Exercise inputs Start Marker

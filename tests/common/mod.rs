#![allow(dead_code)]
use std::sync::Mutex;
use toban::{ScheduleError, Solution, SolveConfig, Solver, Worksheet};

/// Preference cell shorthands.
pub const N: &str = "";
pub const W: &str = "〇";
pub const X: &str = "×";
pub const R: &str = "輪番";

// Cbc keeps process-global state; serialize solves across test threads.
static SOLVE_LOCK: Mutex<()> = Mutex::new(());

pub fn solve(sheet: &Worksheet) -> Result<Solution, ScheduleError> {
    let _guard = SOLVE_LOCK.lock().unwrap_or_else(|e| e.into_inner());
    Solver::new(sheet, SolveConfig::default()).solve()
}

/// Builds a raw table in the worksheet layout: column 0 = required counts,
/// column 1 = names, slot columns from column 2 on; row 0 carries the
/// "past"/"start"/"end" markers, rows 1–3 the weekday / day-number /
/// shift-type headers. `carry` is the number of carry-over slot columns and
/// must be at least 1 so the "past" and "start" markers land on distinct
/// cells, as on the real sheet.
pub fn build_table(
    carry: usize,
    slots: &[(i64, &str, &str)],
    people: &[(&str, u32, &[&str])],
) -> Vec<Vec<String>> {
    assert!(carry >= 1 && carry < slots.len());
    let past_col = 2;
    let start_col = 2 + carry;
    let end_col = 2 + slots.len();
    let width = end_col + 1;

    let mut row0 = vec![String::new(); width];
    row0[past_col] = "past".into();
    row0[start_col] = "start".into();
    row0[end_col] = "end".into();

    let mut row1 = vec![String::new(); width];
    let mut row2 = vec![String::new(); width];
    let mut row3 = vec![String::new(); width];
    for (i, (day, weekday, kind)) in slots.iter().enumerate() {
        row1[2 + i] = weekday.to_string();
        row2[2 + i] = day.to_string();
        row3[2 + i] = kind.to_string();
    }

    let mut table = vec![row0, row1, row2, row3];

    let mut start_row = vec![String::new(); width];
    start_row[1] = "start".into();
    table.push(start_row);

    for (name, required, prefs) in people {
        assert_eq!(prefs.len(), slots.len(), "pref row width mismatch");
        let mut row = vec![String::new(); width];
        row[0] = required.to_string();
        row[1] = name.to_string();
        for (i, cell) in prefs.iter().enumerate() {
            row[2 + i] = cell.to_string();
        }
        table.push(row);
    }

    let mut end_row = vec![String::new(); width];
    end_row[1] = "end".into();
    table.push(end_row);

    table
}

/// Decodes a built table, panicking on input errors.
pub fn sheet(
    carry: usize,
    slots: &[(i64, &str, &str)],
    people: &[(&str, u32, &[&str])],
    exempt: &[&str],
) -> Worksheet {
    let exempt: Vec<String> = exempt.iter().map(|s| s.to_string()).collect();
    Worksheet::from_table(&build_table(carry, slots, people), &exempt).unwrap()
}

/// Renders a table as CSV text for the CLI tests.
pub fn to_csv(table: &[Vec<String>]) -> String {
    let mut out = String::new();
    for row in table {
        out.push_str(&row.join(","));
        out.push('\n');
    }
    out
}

Exercise inputs End Marker

Task statement »
Every line of data must be returned unchanged.

Solution »
filename tests/common/mod.rs
#![allow(dead_code)]
use std::sync::Mutex;
use toban::{ScheduleError, Solution, SolveConfig, Solver, Worksheet};

/// Preference cell shorthands.
pub const N: &str = "";
pub const W: &str = "〇";
pub const X: &str = "×";
pub const R: &str = "輪番";

// Cbc keeps process-global state; serialize solves across test threads.
static SOLVE_LOCK: Mutex<()> = Mutex::new(());

pub fn solve(sheet: &Worksheet) -> Result<Solution, ScheduleError> {
    let _guard = SOLVE_LOCK.lock().unwrap_or_else(|e| e.into_inner());
    Solver::new(sheet, SolveConfig::default()).solve()
}

/// Builds a raw table in the worksheet layout: column 0 = required counts,
/// column 1 = names, slot columns from column 2 on; row 0 carries the
/// "past"/"start"/"end" markers, rows 1–3 the weekday / day-number /
/// shift-type headers. `carry` is the number of carry-over slot columns and
/// must be at least 1 so the "past" and "start" markers land on distinct
/// cells, as on the real sheet.
pub fn build_table(
    carry: usize,
    slots: &[(i64, &str, &str)],
    people: &[(&str, u32, &[&str])],
) -> Vec<Vec<String>> {
    assert!(carry >= 1 && carry < slots.len());
    let past_col = 2;
    let start_col = 2 + carry;
    let end_col = 2 + slots.len();
    let width = end_col + 1;

    let mut row0 = vec![String::new(); width];
    row0[past_col] = "past".into();
    row0[start_col] = "start".into();
    row0[end_col] = "end".into();

    let mut row1 = vec![String::new(); width];
    let mut row2 = vec![String::new(); width];
    let mut row3 = vec![String::new(); width];
    for (i, (day, weekday, kind)) in slots.iter().enumerate() {
        row1[2 + i] = weekday.to_string();
        row2[2 + i] = day.to_string();
        row3[2 + i] = kind.to_string();
    }

    let mut table = vec![row0, row1, row2, row3];

    let mut start_row = vec![String::new(); width];
    start_row[1] = "start".into();
    table.push(start_row);

    for (name, required, prefs) in people {
        assert_eq!(prefs.len(), slots.len(), "pref row width mismatch");
        let mut row = vec![String::new(); width];
        row[0] = required.to_string();
        row[1] = name.to_string();
        for (i, cell) in prefs.iter().enumerate() {
            row[2 + i] = cell.to_string();
        }
        table.push(row);
    }

    let mut end_row = vec![String::new(); width];
    end_row[1] = "end".into();
    table.push(end_row);

    table
}

/// Decodes a built table, panicking on input errors.
pub fn sheet(
    carry: usize,
    slots: &[(i64, &str, &str)],
    people: &[(&str, u32, &[&str])],
    exempt: &[&str],
) -> Worksheet {
    let exempt: Vec<String> = exempt.iter().map(|s| s.to_string()).collect();
    Worksheet::from_table(&build_table(carry, slots, people), &exempt).unwrap()
}

/// Renders a table as CSV text for the CLI tests.
pub fn to_csv(table: &[Vec<String>]) -> String {
    let mut out = String::new();
    for row in table {
        out.push_str(&row.join(","));
        out.push('\n');
    }
    out
}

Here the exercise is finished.